Copy every line from the records that holds the word "stdout".

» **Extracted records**
--------

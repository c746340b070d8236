// src/render/graphviz.rs
//! Layout by an external Graphviz program (`neato`, `dot`, ...).

use std::io::Write;
use std::process::{Command, Stdio};

use super::layout::{Layout, Point, Positions};
use crate::error::{HistoryError, Result};
use crate::graph::AbstractGraph;

/// Graphviz reports inches; positions are returned in points.
const POINTS_PER_INCH: f64 = 72.0;

#[derive(Debug, Clone)]
pub struct GraphvizLayout {
    program: String,
}

impl Default for GraphvizLayout {
    fn default() -> Self {
        Self::new("neato")
    }
}

impl GraphvizLayout {
    #[must_use]
    pub fn new(program: impl Into<String>) -> Self {
        Self {
            program: program.into(),
        }
    }
}

impl Layout for GraphvizLayout {
    fn positions(&self, graph: &AbstractGraph) -> Result<Positions> {
        if graph.is_empty() {
            return Ok(Positions::new());
        }

        let fail = |msg: String| HistoryError::Layout(format!("{}: {msg}", self.program));

        let mut child = Command::new(&self.program)
            .arg("-Tplain")
            .stdin(Stdio::piped())
            .stdout(Stdio::piped())
            .stderr(Stdio::piped())
            .spawn()
            .map_err(|e| fail(e.to_string()))?;

        if let Some(mut stdin) = child.stdin.take() {
            stdin
                .write_all(to_dot(graph).as_bytes())
                .map_err(|e| fail(e.to_string()))?;
        }

        let output = child.wait_with_output().map_err(|e| fail(e.to_string()))?;
        if !output.status.success() {
            return Err(fail(String::from_utf8_lossy(&output.stderr).trim().to_string()));
        }

        parse_plain(&String::from_utf8_lossy(&output.stdout))
    }
}

/// Renders the graph in DOT syntax.
#[must_use]
pub fn to_dot(graph: &AbstractGraph) -> String {
    let mut out = String::from("graph history {\n");
    for label in graph.labels() {
        out.push_str(&format!("  {};\n", quote(label)));
    }
    for (a, b) in graph.edges() {
        out.push_str(&format!("  {} -- {};\n", quote(a), quote(b)));
    }
    out.push_str("}\n");
    out
}

fn quote(label: &str) -> String {
    format!("\"{}\"", label.replace('\\', "\\\\").replace('"', "\\\""))
}

/// Reads `node` lines out of `-Tplain` output.
fn parse_plain(text: &str) -> Result<Positions> {
    let mut out = Positions::new();
    for line in text.lines() {
        let fields = split_fields(line);
        if fields.first().map(String::as_str) != Some("node") {
            continue;
        }
        let (Some(name), Some(x), Some(y)) = (fields.get(1), fields.get(2), fields.get(3)) else {
            return Err(HistoryError::Layout(format!("short node line: {line}")));
        };
        let parse = |v: &str| {
            v.parse::<f64>()
                .map_err(|_| HistoryError::Layout(format!("bad coordinate `{v}` in: {line}")))
        };
        out.insert(
            name,
            Point::new(parse(x.as_str())? * POINTS_PER_INCH, parse(y.as_str())? * POINTS_PER_INCH),
        );
    }
    Ok(out)
}

/// Splits on whitespace, keeping double-quoted fields (with `\"` escapes) whole.
fn split_fields(line: &str) -> Vec<String> {
    let mut fields = Vec::new();
    let mut chars = line.chars().peekable();

    while let Some(&c) = chars.peek() {
        if c.is_whitespace() {
            chars.next();
            continue;
        }
        let mut field = String::new();
        if c == '"' {
            chars.next();
            while let Some(c) = chars.next() {
                match c {
                    '\\' => {
                        if let Some(escaped) = chars.next() {
                            field.push(escaped);
                        }
                    }
                    '"' => break,
                    _ => field.push(c),
                }
            }
        } else {
            while let Some(&c) = chars.peek() {
                if c.is_whitespace() {
                    break;
                }
                field.push(c);
                chars.next();
            }
        }
        fields.push(field);
    }
    fields
}

#[cfg(test)]
mod tests {
    use super::*;

    #[test]
    fn dot_quotes_labels() {
        let mut g = AbstractGraph::new();
        g.add_edge("Alan Turing", "Say \"Hi\"");
        let dot = to_dot(&g);
        assert!(dot.contains("\"Alan Turing\" -- \"Say \\\"Hi\\\"\";"));
    }

    #[test]
    fn parses_plain_output() {
        let text = "graph 1 2.5 3\n\
                    node \"Alan Turing\" 1.5 2 0.75 0.5 \"Alan Turing\" solid ellipse black lightgrey\n\
                    node Shannon 0.5 0.25 0.75 0.5 Shannon solid ellipse black lightgrey\n\
                    edge \"Alan Turing\" Shannon 4 1 1 1 1 1 1 1 1 solid black\n\
                    stop\n";
        let pos = parse_plain(text).unwrap();
        assert_eq!(pos.len(), 2);
        assert_eq!(pos.get("Alan Turing"), Some(Point::new(108.0, 144.0)));
        assert_eq!(pos.get("Shannon"), Some(Point::new(36.0, 18.0)));
    }

    #[test]
    fn bad_coordinate_is_a_layout_error() {
        let err = parse_plain("node A x 1\n").unwrap_err();
        assert!(matches!(err, HistoryError::Layout(_)));
    }

    #[test]
    fn missing_program_is_a_layout_error() {
        let mut g = AbstractGraph::new();
        g.add_edge("A", "B");
        let err = GraphvizLayout::new("no-such-graphviz-binary")
            .positions(&g)
            .unwrap_err();
        assert!(matches!(err, HistoryError::Layout(_)));
    }
}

--------

» **SOLVED PROBLEM**
            .stdout(Stdio::piped())
        parse_plain(&String::from_utf8_lossy(&output.stdout))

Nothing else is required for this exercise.